U.S. immigration officials have revealed that they face a deportation backlog of 550,000 illegal immigrants who were given temporary amnesty by former President Obama or simply let off the hook by liberal judges.

The massive backlog is being tackled by Immigration and Customs Enforcement, but the sheer numbers — bigger than the populations of Atlanta or Sacramento — is overwhelming the agency’s enforcement and removal department.

This week as ICE and other immigration officials reviewed successes under President Trump, a reporter asked Matthew T. Albence, executive associate director for enforcement and removal operations, if he knew the number of outstanding deportation orders. The conversation went this way:

Albence: “Ballpark is going to be around 550,000.”

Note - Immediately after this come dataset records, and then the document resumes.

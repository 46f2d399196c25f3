//! Resource trait and related types
//!
//! Managed resources implement [`Resource`] for their lifecycle and opt into
//! configuration, plan shaping and import through the extension traits.

use crate::context::Context;
use crate::schema::Schema;
use crate::types::{AttributePath, Diagnostics, DynamicValue};
use async_trait::async_trait;
use std::any::Any;
use std::sync::Arc;

/// Base trait for resources - implement CRUD operations
/// Type name should be constant and match the key in Provider.resources()
#[async_trait]
pub trait Resource: Send + Sync {
    /// Type name, e.g. "leaseweb_public_cloud_instance"
    fn type_name(&self) -> &str;

    async fn metadata(
        &self,
        ctx: Context,
        request: ResourceMetadataRequest,
    ) -> ResourceMetadataResponse;

    async fn schema(&self, ctx: Context, request: ResourceSchemaRequest) -> ResourceSchemaResponse;

    /// Called during plan to validate configuration
    async fn validate(
        &self,
        ctx: Context,
        request: ValidateResourceConfigRequest,
    ) -> ValidateResourceConfigResponse;

    /// MUST populate all attributes in response.new_state (including computed)
    async fn create(&self, ctx: Context, request: CreateResourceRequest) -> CreateResourceResponse;

    /// Returns `None` in new_state when the remote object no longer exists
    async fn read(&self, ctx: Context, request: ReadResourceRequest) -> ReadResourceResponse;

    async fn update(&self, ctx: Context, request: UpdateResourceRequest) -> UpdateResourceResponse;

    async fn delete(&self, ctx: Context, request: DeleteResourceRequest) -> DeleteResourceResponse;
}

pub struct ResourceMetadataRequest {
    pub provider_type_name: String,
}

pub struct ResourceMetadataResponse {
    pub type_name: String,
}

pub struct ResourceSchemaRequest;

pub struct ResourceSchemaResponse {
    pub schema: Schema,
    pub diagnostics: Diagnostics,
}

pub struct ValidateResourceConfigRequest {
    pub type_name: String,
    pub config: DynamicValue,
}

pub struct ValidateResourceConfigResponse {
    pub diagnostics: Diagnostics,
}

pub struct CreateResourceRequest {
    pub type_name: String,
    pub planned_state: DynamicValue,
    pub config: DynamicValue,
}

pub struct CreateResourceResponse {
    pub new_state: DynamicValue,
    pub diagnostics: Diagnostics,
}

pub struct ReadResourceRequest {
    pub type_name: String,
    pub current_state: DynamicValue,
}

pub struct ReadResourceResponse {
    pub new_state: Option<DynamicValue>,
    pub diagnostics: Diagnostics,
}

pub struct UpdateResourceRequest {
    pub type_name: String,
    pub prior_state: DynamicValue,
    pub planned_state: DynamicValue,
    pub config: DynamicValue,
}

pub struct UpdateResourceResponse {
    pub new_state: DynamicValue,
    pub diagnostics: Diagnostics,
}

pub struct DeleteResourceRequest {
    pub type_name: String,
    pub prior_state: DynamicValue,
}

pub struct DeleteResourceResponse {
    pub diagnostics: Diagnostics,
}

/// Receives the provider data produced by Provider::configure
/// Called immediately after the factory creates the resource
#[async_trait]
pub trait ResourceWithConfigure: Resource {
    async fn configure(
        &mut self,
        ctx: Context,
        request: ConfigureResourceRequest,
    ) -> ConfigureResourceResponse;
}

pub struct ConfigureResourceRequest {
    /// Downcast to the provider's data type
    pub provider_data: Option<Arc<dyn Any + Send + Sync>>,
}

pub struct ConfigureResourceResponse {
    pub diagnostics: Diagnostics,
}

/// Optional plan shaping, called after schema plan modifiers have run
#[async_trait]
pub trait ResourceWithModifyPlan: Resource {
    async fn modify_plan(&self, ctx: Context, request: ModifyPlanRequest) -> ModifyPlanResponse;
}

pub struct ModifyPlanRequest {
    pub type_name: String,
    pub config: DynamicValue,
    /// Null when the resource is being created
    pub prior_state: DynamicValue,
    /// Null when the resource is being destroyed
    pub proposed_new_state: DynamicValue,
}

pub struct ModifyPlanResponse {
    pub planned_state: DynamicValue,
    pub requires_replace: Vec<AttributePath>,
    pub diagnostics: Diagnostics,
}

/// Optional import support
#[async_trait]
pub trait ResourceWithImportState: Resource {
    /// Turn an import id into a partial state; a read fills in the rest
    async fn import_state(
        &self,
        ctx: Context,
        request: ImportResourceStateRequest,
    ) -> ImportResourceStateResponse;
}

pub struct ImportResourceStateRequest {
    pub type_name: String,
    pub id: String,
}

pub struct ImportResourceStateResponse {
    pub imported_resources: Vec<ImportedResource>,
    pub diagnostics: Diagnostics,
}

pub struct ImportedResource {
    pub type_name: String,
    pub state: DynamicValue,
}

Reporter: “Whoa. Why is it so high?”

Albence: “Well for a large part of the last four or five years we’ve been unable to take enforcement action against those individuals.”

Under Obama, many deportation actions were delayed starting in 2014, he said.

Even if ICE officers found one in a jail, Albence said that they were advised against seizing the illegal. “Our officers had to turn their heads and walk the other way. So that’s a large part of that problem, the fact that we couldn’t enforce the law,” he said.

And liberal judges also forgave or protected illegals, even illegal populations like several Iraqi’s in the Detroit area, some sought for murder, according to ICE.

“We need to hold liberal judges accountable,” said ICE Acting Director Thomas D. Homan.

And, he added, a third factor in the build up of deportation orders is because some 300 sanctuary cities refused to let ICE officers into city jails to seize illegals.

Homan said ICE plans to fight those cities and other obstructions to send a message to illegal populations that they are not safe from deportation, even if they have been in the U.S. for 10 years.

“There has to be a consequence and a deterrence to illegal activity or the illegal activity won’t stop,” said Homan.

“We’ve made a lot of headway this year, more than I’ve seen in a long time, and we’ve got to keep going down this road. We’ve got to keep momentum going,” he added.